§ Task instructions
Where the records hold the string "KvStore", show the whole line it sits on.

——————

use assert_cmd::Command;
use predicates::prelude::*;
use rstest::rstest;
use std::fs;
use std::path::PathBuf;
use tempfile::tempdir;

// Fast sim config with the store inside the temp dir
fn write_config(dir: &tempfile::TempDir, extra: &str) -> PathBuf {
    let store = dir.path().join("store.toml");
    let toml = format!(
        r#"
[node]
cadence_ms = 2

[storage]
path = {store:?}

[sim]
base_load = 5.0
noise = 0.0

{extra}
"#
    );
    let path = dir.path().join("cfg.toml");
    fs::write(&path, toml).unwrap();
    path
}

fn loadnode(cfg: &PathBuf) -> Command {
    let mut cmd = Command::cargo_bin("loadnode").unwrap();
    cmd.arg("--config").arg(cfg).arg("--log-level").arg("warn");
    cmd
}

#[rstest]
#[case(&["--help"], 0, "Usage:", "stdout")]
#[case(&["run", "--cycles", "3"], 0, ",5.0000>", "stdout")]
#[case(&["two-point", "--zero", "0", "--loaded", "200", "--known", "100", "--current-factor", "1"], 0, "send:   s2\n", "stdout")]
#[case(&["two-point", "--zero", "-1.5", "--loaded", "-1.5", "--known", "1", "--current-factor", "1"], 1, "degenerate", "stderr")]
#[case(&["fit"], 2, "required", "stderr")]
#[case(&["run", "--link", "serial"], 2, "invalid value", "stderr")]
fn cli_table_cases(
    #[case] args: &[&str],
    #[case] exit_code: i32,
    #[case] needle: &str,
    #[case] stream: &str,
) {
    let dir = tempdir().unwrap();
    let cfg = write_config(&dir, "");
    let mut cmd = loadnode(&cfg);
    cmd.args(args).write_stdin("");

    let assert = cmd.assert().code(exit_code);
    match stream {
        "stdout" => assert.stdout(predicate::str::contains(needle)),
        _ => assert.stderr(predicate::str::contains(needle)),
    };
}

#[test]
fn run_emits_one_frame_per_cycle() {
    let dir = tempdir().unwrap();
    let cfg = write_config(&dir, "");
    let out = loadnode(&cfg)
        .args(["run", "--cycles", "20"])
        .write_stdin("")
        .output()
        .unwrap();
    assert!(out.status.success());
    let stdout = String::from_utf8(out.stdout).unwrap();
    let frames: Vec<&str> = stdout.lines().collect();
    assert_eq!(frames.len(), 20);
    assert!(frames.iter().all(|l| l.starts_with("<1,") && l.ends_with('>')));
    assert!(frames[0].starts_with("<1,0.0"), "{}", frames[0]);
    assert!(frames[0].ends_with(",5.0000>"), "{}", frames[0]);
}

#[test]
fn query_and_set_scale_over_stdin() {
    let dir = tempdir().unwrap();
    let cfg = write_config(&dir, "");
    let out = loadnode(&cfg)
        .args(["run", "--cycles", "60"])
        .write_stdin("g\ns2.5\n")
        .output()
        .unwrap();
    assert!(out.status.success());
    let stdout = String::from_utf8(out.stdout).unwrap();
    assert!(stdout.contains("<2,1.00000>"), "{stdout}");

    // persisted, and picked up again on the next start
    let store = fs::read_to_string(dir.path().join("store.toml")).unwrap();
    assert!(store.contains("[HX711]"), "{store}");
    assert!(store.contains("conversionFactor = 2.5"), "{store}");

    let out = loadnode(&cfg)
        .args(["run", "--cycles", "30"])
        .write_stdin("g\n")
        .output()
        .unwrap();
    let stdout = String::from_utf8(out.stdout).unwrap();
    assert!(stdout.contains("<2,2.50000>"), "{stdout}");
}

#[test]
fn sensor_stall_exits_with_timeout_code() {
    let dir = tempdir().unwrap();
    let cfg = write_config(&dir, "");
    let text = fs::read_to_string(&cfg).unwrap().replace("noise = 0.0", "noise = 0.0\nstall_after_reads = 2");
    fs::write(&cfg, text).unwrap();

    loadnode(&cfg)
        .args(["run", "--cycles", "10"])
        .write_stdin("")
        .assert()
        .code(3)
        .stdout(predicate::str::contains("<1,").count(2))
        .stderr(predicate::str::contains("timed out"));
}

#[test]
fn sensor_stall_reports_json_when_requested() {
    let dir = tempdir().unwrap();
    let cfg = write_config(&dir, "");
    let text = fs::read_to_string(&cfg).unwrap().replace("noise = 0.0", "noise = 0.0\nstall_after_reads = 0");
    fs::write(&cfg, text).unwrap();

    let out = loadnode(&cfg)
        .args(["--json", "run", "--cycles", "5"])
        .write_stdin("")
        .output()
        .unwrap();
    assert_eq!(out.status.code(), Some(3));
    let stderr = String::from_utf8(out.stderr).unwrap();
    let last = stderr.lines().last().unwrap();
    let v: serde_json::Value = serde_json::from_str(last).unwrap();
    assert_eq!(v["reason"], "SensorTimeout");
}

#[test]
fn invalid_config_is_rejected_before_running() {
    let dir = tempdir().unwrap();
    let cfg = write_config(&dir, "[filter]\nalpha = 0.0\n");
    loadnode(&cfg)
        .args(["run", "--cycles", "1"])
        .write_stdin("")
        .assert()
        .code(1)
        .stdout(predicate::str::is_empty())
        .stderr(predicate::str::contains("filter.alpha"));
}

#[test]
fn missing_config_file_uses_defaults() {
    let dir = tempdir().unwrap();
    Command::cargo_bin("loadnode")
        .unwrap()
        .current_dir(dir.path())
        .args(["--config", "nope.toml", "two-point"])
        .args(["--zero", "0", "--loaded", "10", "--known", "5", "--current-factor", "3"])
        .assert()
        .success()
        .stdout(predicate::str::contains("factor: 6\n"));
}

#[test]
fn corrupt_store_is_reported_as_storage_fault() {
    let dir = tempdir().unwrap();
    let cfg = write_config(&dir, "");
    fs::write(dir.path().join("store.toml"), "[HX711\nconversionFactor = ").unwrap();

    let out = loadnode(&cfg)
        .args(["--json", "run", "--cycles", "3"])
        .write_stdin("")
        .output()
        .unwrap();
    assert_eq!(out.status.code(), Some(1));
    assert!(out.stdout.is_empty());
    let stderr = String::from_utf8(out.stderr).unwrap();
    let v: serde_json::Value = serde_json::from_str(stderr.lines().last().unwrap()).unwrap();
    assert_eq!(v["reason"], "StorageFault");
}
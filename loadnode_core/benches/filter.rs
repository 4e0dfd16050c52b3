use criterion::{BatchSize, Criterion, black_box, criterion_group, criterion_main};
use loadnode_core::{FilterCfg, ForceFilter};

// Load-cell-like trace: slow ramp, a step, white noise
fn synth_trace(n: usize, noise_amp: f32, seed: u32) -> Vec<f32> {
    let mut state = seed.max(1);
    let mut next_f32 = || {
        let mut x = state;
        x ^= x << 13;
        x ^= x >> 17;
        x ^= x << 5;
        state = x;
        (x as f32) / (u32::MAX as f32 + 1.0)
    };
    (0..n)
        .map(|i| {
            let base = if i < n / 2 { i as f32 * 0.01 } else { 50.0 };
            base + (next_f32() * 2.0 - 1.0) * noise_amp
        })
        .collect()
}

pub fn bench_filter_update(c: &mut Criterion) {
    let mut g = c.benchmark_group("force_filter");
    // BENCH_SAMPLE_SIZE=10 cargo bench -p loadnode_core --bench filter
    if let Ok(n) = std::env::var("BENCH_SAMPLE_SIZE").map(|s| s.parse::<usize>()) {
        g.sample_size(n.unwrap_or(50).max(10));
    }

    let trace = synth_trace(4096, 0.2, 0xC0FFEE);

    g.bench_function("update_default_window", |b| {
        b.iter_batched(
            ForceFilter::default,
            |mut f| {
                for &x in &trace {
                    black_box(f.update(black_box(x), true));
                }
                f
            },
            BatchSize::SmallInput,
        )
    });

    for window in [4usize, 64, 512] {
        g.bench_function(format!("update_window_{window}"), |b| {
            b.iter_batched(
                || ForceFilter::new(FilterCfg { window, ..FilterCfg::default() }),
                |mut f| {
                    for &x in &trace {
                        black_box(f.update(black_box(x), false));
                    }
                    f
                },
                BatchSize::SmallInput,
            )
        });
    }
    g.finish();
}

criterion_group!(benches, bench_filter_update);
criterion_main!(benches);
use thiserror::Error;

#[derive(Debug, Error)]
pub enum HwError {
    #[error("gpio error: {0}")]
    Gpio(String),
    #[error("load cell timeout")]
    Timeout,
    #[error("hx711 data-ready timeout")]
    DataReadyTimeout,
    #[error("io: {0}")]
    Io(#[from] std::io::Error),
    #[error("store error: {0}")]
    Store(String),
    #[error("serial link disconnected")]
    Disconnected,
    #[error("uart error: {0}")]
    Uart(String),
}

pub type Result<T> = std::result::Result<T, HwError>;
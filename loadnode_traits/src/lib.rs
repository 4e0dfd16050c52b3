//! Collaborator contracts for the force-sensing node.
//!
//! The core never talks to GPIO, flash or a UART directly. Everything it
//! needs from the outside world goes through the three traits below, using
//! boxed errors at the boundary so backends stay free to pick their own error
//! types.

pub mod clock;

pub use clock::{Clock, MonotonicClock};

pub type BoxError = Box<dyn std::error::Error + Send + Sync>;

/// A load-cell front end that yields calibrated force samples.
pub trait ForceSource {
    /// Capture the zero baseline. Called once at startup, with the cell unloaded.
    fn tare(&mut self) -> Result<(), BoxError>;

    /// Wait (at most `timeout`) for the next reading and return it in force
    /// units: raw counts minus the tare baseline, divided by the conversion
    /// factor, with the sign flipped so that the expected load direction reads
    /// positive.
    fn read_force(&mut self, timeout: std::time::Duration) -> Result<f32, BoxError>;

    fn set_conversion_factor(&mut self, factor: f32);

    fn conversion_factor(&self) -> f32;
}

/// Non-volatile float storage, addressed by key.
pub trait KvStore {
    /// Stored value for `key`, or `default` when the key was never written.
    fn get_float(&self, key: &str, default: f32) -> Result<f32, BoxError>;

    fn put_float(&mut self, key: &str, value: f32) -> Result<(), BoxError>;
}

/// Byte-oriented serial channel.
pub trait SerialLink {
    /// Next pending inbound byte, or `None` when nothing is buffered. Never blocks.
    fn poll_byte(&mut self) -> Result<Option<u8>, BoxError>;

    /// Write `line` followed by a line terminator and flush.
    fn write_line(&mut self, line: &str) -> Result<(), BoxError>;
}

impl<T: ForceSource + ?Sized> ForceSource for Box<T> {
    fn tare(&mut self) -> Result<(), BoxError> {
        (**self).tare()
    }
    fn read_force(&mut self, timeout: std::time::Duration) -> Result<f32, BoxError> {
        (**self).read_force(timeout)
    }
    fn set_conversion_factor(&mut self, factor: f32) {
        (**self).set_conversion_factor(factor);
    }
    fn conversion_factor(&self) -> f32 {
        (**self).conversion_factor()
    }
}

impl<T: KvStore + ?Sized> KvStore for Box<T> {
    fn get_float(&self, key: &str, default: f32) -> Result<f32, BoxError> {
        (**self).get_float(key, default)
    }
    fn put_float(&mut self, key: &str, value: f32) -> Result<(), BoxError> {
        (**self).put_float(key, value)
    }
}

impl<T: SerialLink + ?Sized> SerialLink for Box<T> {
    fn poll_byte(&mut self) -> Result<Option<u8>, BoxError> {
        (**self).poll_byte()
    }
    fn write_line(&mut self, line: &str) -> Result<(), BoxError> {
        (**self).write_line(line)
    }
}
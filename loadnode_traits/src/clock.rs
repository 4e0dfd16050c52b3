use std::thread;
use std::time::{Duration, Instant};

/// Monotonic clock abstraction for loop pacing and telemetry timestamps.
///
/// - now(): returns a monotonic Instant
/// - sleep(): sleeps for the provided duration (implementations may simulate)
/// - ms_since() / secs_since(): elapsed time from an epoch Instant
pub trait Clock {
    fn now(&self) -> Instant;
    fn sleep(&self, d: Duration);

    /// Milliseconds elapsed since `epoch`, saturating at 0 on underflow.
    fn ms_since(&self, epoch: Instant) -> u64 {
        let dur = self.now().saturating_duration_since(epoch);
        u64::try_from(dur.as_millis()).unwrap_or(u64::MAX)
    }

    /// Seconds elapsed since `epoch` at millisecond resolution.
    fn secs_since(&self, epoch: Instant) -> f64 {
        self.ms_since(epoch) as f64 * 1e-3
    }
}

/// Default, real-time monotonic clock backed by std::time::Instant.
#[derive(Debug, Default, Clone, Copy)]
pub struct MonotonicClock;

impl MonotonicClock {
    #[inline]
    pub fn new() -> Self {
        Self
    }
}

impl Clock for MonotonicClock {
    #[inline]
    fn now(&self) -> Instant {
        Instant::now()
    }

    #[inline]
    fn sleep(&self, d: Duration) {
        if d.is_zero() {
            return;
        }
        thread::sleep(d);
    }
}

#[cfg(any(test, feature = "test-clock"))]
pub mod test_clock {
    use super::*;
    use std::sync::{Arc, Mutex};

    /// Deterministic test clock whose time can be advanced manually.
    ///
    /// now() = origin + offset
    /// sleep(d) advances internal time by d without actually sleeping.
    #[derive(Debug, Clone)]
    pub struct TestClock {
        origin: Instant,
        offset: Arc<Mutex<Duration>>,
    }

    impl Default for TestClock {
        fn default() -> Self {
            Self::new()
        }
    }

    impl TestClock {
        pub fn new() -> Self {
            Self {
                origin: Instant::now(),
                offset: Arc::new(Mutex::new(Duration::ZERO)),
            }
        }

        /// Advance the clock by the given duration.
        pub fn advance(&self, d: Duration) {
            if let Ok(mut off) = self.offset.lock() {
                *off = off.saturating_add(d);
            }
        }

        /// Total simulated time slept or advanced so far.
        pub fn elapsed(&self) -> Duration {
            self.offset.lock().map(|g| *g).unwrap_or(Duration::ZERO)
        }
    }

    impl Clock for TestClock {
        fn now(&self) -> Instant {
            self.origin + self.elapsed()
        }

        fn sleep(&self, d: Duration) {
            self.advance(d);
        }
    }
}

——————

§ Task solution
pub trait KvStore {
impl<T: KvStore + ?Sized> KvStore for Box<T> {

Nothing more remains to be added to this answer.